What you will do -> If a line below contains the string "usize", return that line.

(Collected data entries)

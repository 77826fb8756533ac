//! Table declarations and their resolved, validated form.

use super::record::Record;
use super::value::Value;
use crate::codec::{decode, encode};
use crate::error::{CoreError, CoreResult};
use serde::{Deserialize, Serialize};
use sha2::{Digest, Sha256};

/// Declared type of a field.
#[derive(Debug, Clone, Copy, PartialEq, Eq, Hash, Serialize, Deserialize)]
pub enum FieldKind {
    /// Boolean.
    Bool,
    /// 64-bit signed integer.
    Integer,
    /// UTF-8 text.
    Text,
    /// Raw bytes.
    Bytes,
    /// Milliseconds since the Unix epoch, never negative.
    Timestamp,
}

/// Declaration of one field.
#[derive(Debug, Clone, PartialEq, Eq, Serialize, Deserialize)]
pub struct FieldDef {
    /// Field name.
    pub name: String,
    /// Declared type.
    pub kind: FieldKind,
    /// Whether null is allowed.
    pub nullable: bool,
    /// Whether the field is part of the primary key.
    pub primary_key: bool,
    /// Maximum length for text and bytes.
    pub max_len: Option<usize>,
}

impl FieldDef {
    /// Declares a non-null field.
    pub fn new(name: impl Into<String>, kind: FieldKind) -> Self {
        Self {
            name: name.into(),
            kind,
            nullable: false,
            primary_key: false,
            max_len: None,
        }
    }

    /// Marks the field as part of the primary key.
    #[must_use]
    pub fn primary_key(mut self) -> Self {
        self.primary_key = true;
        self
    }

    /// Allows null.
    #[must_use]
    pub fn nullable(mut self) -> Self {
        self.nullable = true;
        self
    }

    /// Limits text or bytes length.
    #[must_use]
    pub fn max_len(mut self, len: usize) -> Self {
        self.max_len = Some(len);
        self
    }
}

/// Foreign key: `fields` of this table reference the primary key of
/// `references`, in order.
#[derive(Debug, Clone, PartialEq, Eq, Serialize, Deserialize)]
pub struct ForeignKey {
    /// Referencing fields.
    pub fields: Vec<String>,
    /// Referenced table.
    pub references: String,
}

impl ForeignKey {
    /// Declares a foreign key.
    pub fn new<I, S>(fields: I, references: impl Into<String>) -> Self
    where
        I: IntoIterator<Item = S>,
        S: Into<String>,
    {
        Self {
            fields: fields.into_iter().map(Into::into).collect(),
            references: references.into(),
        }
    }
}

/// Declaration of a table.
///
/// A table belongs to exactly one data package, the unit peers agree to
/// replicate.
#[derive(Debug, Clone, PartialEq, Eq, Serialize, Deserialize)]
pub struct TableDef {
    /// Table name.
    pub name: String,
    /// Data package.
    pub package: String,
    /// Fields in storage order.
    pub fields: Vec<FieldDef>,
    /// Foreign keys.
    pub foreign_keys: Vec<ForeignKey>,
}

impl TableDef {
    /// Starts a declaration.
    pub fn new(name: impl Into<String>, package: impl Into<String>) -> Self {
        Self {
            name: name.into(),
            package: package.into(),
            fields: Vec::new(),
            foreign_keys: Vec::new(),
        }
    }

    /// Adds a field.
    #[must_use]
    pub fn field(mut self, field: FieldDef) -> Self {
        self.fields.push(field);
        self
    }

    /// Adds a foreign key.
    #[must_use]
    pub fn foreign_key(mut self, fk: ForeignKey) -> Self {
        self.foreign_keys.push(fk);
        self
    }
}

/// Validator chosen per field when a table is registered.
#[derive(Debug, Clone, Copy, PartialEq, Eq)]
pub enum FieldCodec {
    /// Accepts booleans.
    Bool,
    /// Accepts integers within `min..=max`.
    Integer {
        /// Lower bound.
        min: i64,
        /// Upper bound.
        max: i64,
    },
    /// Accepts text up to `max_len` bytes.
    Text {
        /// Length limit.
        max_len: usize,
    },
    /// Accepts byte strings up to `max_len` bytes.
    Bytes {
        /// Length limit.
        max_len: usize,
    },
}

impl FieldCodec {
    /// Selects the codec of a field.
    #[must_use]
    pub fn for_field(field: &FieldDef) -> Self {
        let max_len = field.max_len.unwrap_or(usize::MAX);
        match field.kind {
            FieldKind::Bool => Self::Bool,
            FieldKind::Integer => Self::Integer {
                min: i64::MIN,
                max: i64::MAX,
            },
            FieldKind::Timestamp => Self::Integer { min: 0, max: i64::MAX },
            FieldKind::Text => Self::Text { max_len },
            FieldKind::Bytes => Self::Bytes { max_len },
        }
    }

    /// Checks a non-null value.
    pub fn check(&self, value: &Value) -> Result<(), String> {
        match (self, value) {
            (Self::Bool, Value::Bool(_)) => Ok(()),
            (Self::Integer { min, max }, Value::Integer(v)) => {
                if v < min || v > max {
                    Err(format!("{v} is outside {min}..={max}"))
                } else {
                    Ok(())
                }
            }
            (Self::Text { max_len }, Value::Text(v)) if v.len() > *max_len => {
                Err(format!("text of {} bytes exceeds {max_len}", v.len()))
            }
            (Self::Bytes { max_len }, Value::Bytes(v)) if v.len() > *max_len => {
                Err(format!("{} bytes exceed {max_len}", v.len()))
            }
            (Self::Text { .. }, Value::Text(_)) | (Self::Bytes { .. }, Value::Bytes(_)) => Ok(()),
            (codec, other) => Err(format!(
                "expected {}, got {}",
                codec.expected(),
                other.type_name()
            )),
        }
    }

    fn expected(&self) -> &'static str {
        match self {
            Self::Bool => "bool",
            Self::Integer { .. } => "integer",
            Self::Text { .. } => "text",
            Self::Bytes { .. } => "bytes",
        }
    }
}

/// A registered table: declaration plus resolved codecs.
#[derive(Debug, Clone)]
pub struct TableSchema {
    def: TableDef,
    codecs: Vec<FieldCodec>,
    primary_key: Vec<usize>,
    fingerprint: u64,
}

impl TableSchema {
    /// Resolves a declaration.
    ///
    /// Foreign keys are checked against other tables by the catalog.
    pub fn resolve(def: TableDef) -> CoreResult<Self> {
        if def.name.is_empty() || def.name.starts_with("__") {
            return Err(CoreError::invalid_operation(format!(
                "invalid table name '{}'",
                def.name
            )));
        }
        let mut seen = std::collections::HashSet::new();
        for field in &def.fields {
            if !seen.insert(field.name.as_str()) {
                return Err(CoreError::field(&def.name, &field.name, "declared twice"));
            }
            if field.primary_key && field.nullable {
                return Err(CoreError::field(
                    &def.name,
                    &field.name,
                    "primary key fields cannot be nullable",
                ));
            }
        }
        let primary_key: Vec<usize> = def
            .fields
            .iter()
            .enumerate()
            .filter(|(_, f)| f.primary_key)
            .map(|(i, _)| i)
            .collect();
        if primary_key.is_empty() {
            return Err(CoreError::invalid_operation(format!(
                "table '{}' has no primary key",
                def.name
            )));
        }
        for fk in &def.foreign_keys {
            for name in &fk.fields {
                if !def.fields.iter().any(|f| &f.name == name) {
                    return Err(CoreError::field(&def.name, name, "unknown foreign key field"));
                }
            }
        }

        let codecs = def.fields.iter().map(FieldCodec::for_field).collect();
        let digest = Sha256::digest(encode(&def)?);
        let mut fp = [0u8; 8];
        fp.copy_from_slice(&digest[..8]);

        Ok(Self {
            def,
            codecs,
            primary_key,
            fingerprint: u64::from_be_bytes(fp),
        })
    }

    /// Table name.
    #[must_use]
    pub fn name(&self) -> &str {
        &self.def.name
    }

    /// Data package.
    #[must_use]
    pub fn package(&self) -> &str {
        &self.def.package
    }

    /// The declaration.
    #[must_use]
    pub fn def(&self) -> &TableDef {
        &self.def
    }

    /// Stable digest of the declaration.
    #[must_use]
    pub fn fingerprint(&self) -> u64 {
        self.fingerprint
    }

    /// Names of the primary key fields.
    pub fn primary_key_fields(&self) -> impl Iterator<Item = &str> {
        self.primary_key.iter().map(|&i| self.def.fields[i].name.as_str())
    }

    /// Checks a record against the declaration.
    pub fn validate(&self, record: &Record) -> CoreResult<()> {
        for (name, _) in record.iter() {
            if !self.def.fields.iter().any(|f| f.name == name) {
                return Err(CoreError::field(self.name(), name, "unknown field"));
            }
        }
        for (field, codec) in self.def.fields.iter().zip(&self.codecs) {
            match record.get(&field.name) {
                None | Some(Value::Null) => {
                    if !field.nullable {
                        return Err(CoreError::field(self.name(), &field.name, "value required"));
                    }
                }
                Some(value) => codec
                    .check(value)
                    .map_err(|m| CoreError::field(self.name(), &field.name, m))?,
            }
        }
        Ok(())
    }

    /// Validates and encodes a record as a positional row.
    pub fn encode_row(&self, record: &Record) -> CoreResult<Vec<u8>> {
        self.validate(record)?;
        let values: Vec<Value> = self.def.fields.iter().map(|f| record.value(&f.name)).collect();
        encode(&values)
    }

    /// Decodes a positional row.
    pub fn decode_row(&self, row: &[u8]) -> CoreResult<Record> {
        let values: Vec<Value> = decode(row)?;
        if values.len() != self.def.fields.len() {
            return Err(CoreError::Codec(format!(
                "row of '{}' has {} values, expected {}",
                self.name(),
                values.len(),
                self.def.fields.len()
            )));
        }
        let mut record = Record::new();
        for (field, value) in self.def.fields.iter().zip(values) {
            if !value.is_null() {
                record.set(field.name.clone(), value);
            }
        }
        Ok(record)
    }

    /// Serialized primary key of a record.
    pub fn primary_key(&self, record: &Record) -> CoreResult<Vec<u8>> {
        let values: Vec<Value> = self
            .primary_key
            .iter()
            .map(|&i| record.value(&self.def.fields[i].name))
            .collect();
        self.key_from_values(&values)
    }

    /// Serializes primary key values given in key order.
    pub fn key_from_values(&self, values: &[Value]) -> CoreResult<Vec<u8>> {
        if values.len() != self.primary_key.len() {
            return Err(CoreError::invalid_operation(format!(
                "table '{}' has a {}-field primary key, got {} values",
                self.name(),
                self.primary_key.len(),
                values.len()
            )));
        }
        for (&i, value) in self.primary_key.iter().zip(values) {
            let field = &self.def.fields[i];
            if value.is_null() {
                return Err(CoreError::field(self.name(), &field.name, "value required"));
            }
            self.codecs[i]
                .check(value)
                .map_err(|m| CoreError::field(self.name(), &field.name, m))?;
        }
        encode(values)
    }

    /// Primary key values of a serialized key.
    pub fn key_values(&self, key: &[u8]) -> CoreResult<Vec<Value>> {
        decode(key)
    }

    /// Serialized key of the row referenced through `fk`, or `None` when
    /// any referencing field is null.
    pub fn referenced_key(&self, record: &Record, fk: &ForeignKey) -> CoreResult<Option<Vec<u8>>> {
        let values: Vec<Value> = fk.fields.iter().map(|f| record.value(f)).collect();
        if values.iter().any(Value::is_null) {
            return Ok(None);
        }
        encode(&values).map(Some)
    }
}

#[cfg(test)]
mod tests {
    use super::*;

    fn person() -> TableSchema {
        TableSchema::resolve(
            TableDef::new("person", "directory")
                .field(FieldDef::new("id", FieldKind::Integer).primary_key())
                .field(FieldDef::new("name", FieldKind::Text).max_len(8))
                .field(FieldDef::new("born", FieldKind::Timestamp).nullable()),
        )
        .unwrap()
    }

    #[test]
    fn row_round_trip_drops_nulls() {
        let schema = person();
        let record = Record::new().with("id", 1).with("name", "ada");
        let row = schema.encode_row(&record).unwrap();
        assert_eq!(schema.decode_row(&row).unwrap(), record);
    }

    #[test]
    fn field_errors_name_the_field() {
        let schema = person();
        let cases = [
            (Record::new().with("id", 1), "name"),
            (Record::new().with("id", 1).with("name", 5), "name"),
            (Record::new().with("id", 1).with("name", "too long a name"), "name"),
            (Record::new().with("id", 1).with("name", "a").with("born", -1), "born"),
            (Record::new().with("id", 1).with("name", "a").with("extra", 1), "extra"),
        ];
        for (record, expected) in cases {
            match schema.encode_row(&record) {
                Err(CoreError::Field { field, .. }) => assert_eq!(field, expected),
                other => panic!("expected field error on {expected}, got {other:?}"),
            }
        }
    }

    #[test]
    fn primary_key_is_canonical() {
        let schema = person();
        let a = schema
            .primary_key(&Record::new().with("id", 7).with("name", "a"))
            .unwrap();
        let b = schema.key_from_values(&[Value::Integer(7)]).unwrap();
        assert_eq!(a, b);
        assert_eq!(schema.key_values(&a).unwrap(), vec![Value::Integer(7)]);
        assert!(schema.key_from_values(&[]).is_err());
        assert!(schema.key_from_values(&[Value::Text("7".into())]).is_err());
    }

    #[test]
    fn declarations_are_checked() {
        assert!(TableSchema::resolve(
            TableDef::new("nokey", "p").field(FieldDef::new("a", FieldKind::Bool))
        )
        .is_err());
        assert!(TableSchema::resolve(
            TableDef::new("__internal", "p")
                .field(FieldDef::new("a", FieldKind::Bool).primary_key())
        )
        .is_err());
        assert!(TableSchema::resolve(
            TableDef::new("dup", "p")
                .field(FieldDef::new("a", FieldKind::Bool).primary_key())
                .field(FieldDef::new("a", FieldKind::Text))
        )
        .is_err());
    }

    #[test]
    fn fingerprint_tracks_declaration() {
        let a = person();
        let b = TableSchema::resolve(a.def().clone().field(FieldDef::new("x", FieldKind::Bool)))
            .unwrap();
        assert_eq!(a.fingerprint(), person().fingerprint());
        assert_ne!(a.fingerprint(), b.fingerprint());
    }
}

Result of this task ->
    pub max_len: Option<usize>,
    pub fn max_len(mut self, len: usize) -> Self {
        max_len: usize,
        max_len: usize,
        let max_len = field.max_len.unwrap_or(usize::MAX);
    primary_key: Vec<usize>,
        let primary_key: Vec<usize> = def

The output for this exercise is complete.